Sometime before the end of the 19th century BCE, a group of non-Egyptians who spoke an early Semitic language, and who lived in or next to Egypt, devised a consonantal alphabet (an abjad) based on 25 or so Egyptian hieratic signs. The earliest examples of the script in question have been found in two places, one as graffiti at Wadi el-Hol, on the desert road between two Egyptian cities, dated to the 19th century BCE; and the other in a turquoise mine and in the temple beside the mine, in Sinai, which is known to have been actively worked in the 19th and 16th centuries. Called Proto-Sinaitic after the place where it was first found, the script clearly does not use Egyptian sound values for the signs. However, if you assume the script is for a Semitic precursor to Canaanite/Phoenician/early Hebrew (originally all the same language), and use those sound values, it's possible to read a few words. Thousands of very short, often fragmentary examples of Proto-Sinaitic have been found throughout the Palestine-Lebanon region, with various 2nd millennium dates. Nobody knows anything about who invented Proto-Sinaitic, and the extremely short, fragmentary finds make it unclear how and by whom it was being used over the course of the 2nd millennium, but it was clearly being used in the region and a line can be drawn from it to the emergence of written Phoenician around 1000 BCE (keeping in mind that while Phoenicia the maritime powerhouse was a specific group of city states in what is now Jordan, Phoenician culture, language and writing were mostly indistinguishable from those of the people living in Canaan and Palestine at the time).

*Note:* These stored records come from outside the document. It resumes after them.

//! Pre-norm transformer blocks shared by the masked encoder and decoder.

use burn::nn::{Dropout, DropoutConfig, LayerNorm, LayerNormConfig, Linear, LinearConfig};
use burn::prelude::*;
use burn::tensor::activation;

/// Configuration for a [`TransformerBlock`].
#[derive(Config, Debug)]
pub struct TransformerBlockConfig {
    /// Token embedding dimension. Must be divisible by `n_heads`.
    pub d_model: usize,
    /// Feed-forward hidden dimension.
    pub d_ff: usize,
    /// Number of attention heads.
    #[config(default = 4)]
    pub n_heads: usize,
    /// Dropout applied to attention weights and the feed-forward hidden layer.
    #[config(default = 0.0)]
    pub dropout: f64,
}

/// Multi-head scaled dot-product self-attention.
#[derive(Module, Debug)]
pub struct SelfAttention<B: Backend> {
    /// Query projection: d_model → d_model.
    pub query: Linear<B>,
    /// Key projection: d_model → d_model.
    pub key: Linear<B>,
    /// Value projection: d_model → d_model.
    pub value: Linear<B>,
    /// Output projection: d_model → d_model.
    pub output: Linear<B>,
    n_heads: usize,
    dropout: Dropout,
}

impl<B: Backend> SelfAttention<B> {
    /// Input shape: `(batch, tokens, d_model)`; output shape is identical.
    pub fn forward(&self, x: Tensor<B, 3>) -> Tensor<B, 3> {
        let [batch, tokens, d_model] = x.dims();
        let d_head = d_model / self.n_heads;

        let split = |t: Tensor<B, 3>| {
            t.reshape([batch, tokens, self.n_heads, d_head])
                .swap_dims(1, 2)
        };
        let q = split(self.query.forward(x.clone()));
        let k = split(self.key.forward(x.clone()));
        let v = split(self.value.forward(x));

        // (batch, heads, tokens, tokens)
        let scores = q.matmul(k.transpose()) / (d_head as f64).sqrt();
        let weights = self.dropout.forward(activation::softmax(scores, 3));

        let context = weights
            .matmul(v)
            .swap_dims(1, 2)
            .reshape([batch, tokens, d_model]);
        self.output.forward(context)
    }
}

/// Pre-norm transformer block: attention and feed-forward, each behind a
/// residual connection.
#[derive(Module, Debug)]
pub struct TransformerBlock<B: Backend> {
    /// Norm before attention.
    pub norm1: LayerNorm<B>,
    /// Self-attention sublayer.
    pub attn: SelfAttention<B>,
    /// Norm before the feed-forward sublayer.
    pub norm2: LayerNorm<B>,
    /// Feed-forward expansion: d_model → d_ff.
    pub ff1: Linear<B>,
    /// Feed-forward contraction: d_ff → d_model.
    pub ff2: Linear<B>,
    dropout: Dropout,
}

impl TransformerBlockConfig {
    /// Initialize a [`TransformerBlock`].
    ///
    /// # Panics
    /// Panics if `d_model` is not divisible by `n_heads`.
    pub fn init<B: Backend>(&self, device: &B::Device) -> TransformerBlock<B> {
        assert!(
            self.d_model % self.n_heads == 0,
            "d_model {} must be divisible by n_heads {}",
            self.d_model,
            self.n_heads
        );
        let linear = |d_in, d_out| LinearConfig::new(d_in, d_out).init(device);
        TransformerBlock {
            norm1: LayerNormConfig::new(self.d_model).init(device),
            attn: SelfAttention {
                query: linear(self.d_model, self.d_model),
                key: linear(self.d_model, self.d_model),
                value: linear(self.d_model, self.d_model),
                output: linear(self.d_model, self.d_model),
                n_heads: self.n_heads,
                dropout: DropoutConfig::new(self.dropout).init(),
            },
            norm2: LayerNormConfig::new(self.d_model).init(device),
            ff1: linear(self.d_model, self.d_ff),
            ff2: linear(self.d_ff, self.d_model),
            dropout: DropoutConfig::new(self.dropout).init(),
        }
    }
}

impl<B: Backend> TransformerBlock<B> {
    /// Input shape: `(batch, tokens, d_model)`; output shape is identical.
    pub fn forward(&self, x: Tensor<B, 3>) -> Tensor<B, 3> {
        let x = x.clone() + self.attn.forward(self.norm1.forward(x));
        let ff = self
            .ff2
            .forward(self.dropout.forward(activation::gelu(self.ff1.forward(self.norm2.forward(x.clone())))));
        x + ff
    }
}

During the 2nd millennium, the city-states that later became Phoenicia were important to Egypt only as a source of cedar wood and a link on the trading roads to Mesopotamia. Egypt conquered them but allowed them autonomy in exchange for wood and free passage to the east. As maritime powers go, the city states were nothing compared to the Mycenaean civilization in Greece and Crete. Then, in 1200, a poorly understood series of calamities dubbed the Late Bronze Age Collapse destroyed the Mycenaean civilization and badly weakened Egypt - and the Phoenicians stepped into the resulting power vacuum. They built ships and created a powerful trans-Mediterranean trading network, founding or conquering numerous North African port cities, and becoming dominant sea traders in the region until the re-emergence of Greece in the 9th century (note that they were never politically unified, so there was never a Phoenician empire, just several cities each with its own trading network). And after 1000, everywhere they went, Phoenicians took their alphabet with them. Would they have spread so far if they hadn't been the only source of Tyrian purple dye, made from those snails Incunabula talks about? Probably. The dye certainly helped, but fundamentally they were seafaring traders, and if we must point to a single emblematic regional product that powered their rise, it would be the cedars that they used to build their ships.

But that alphabet of theirs didn't just travel west - it also went east, and neither snails nor cedar had anything to do with that spread. The Ancient Aramaic alphabet emerged in the Persian empire around 800 BCE. Because Persia was large and had many languages, there was also the Old Persian cuneiform writing system - starting around 500, Persian speakers junked the syllabary/determinative/logogram edifice of the past three thousand years of cuneiform writing and instead started to use a small set of cuneiform signs as an alphabet. Meanwhile, Proto-Sinaitic developed into Ancient South Arabian also around 800, which in turn inspired alphabets in Ethiopia and the Horn of Africa.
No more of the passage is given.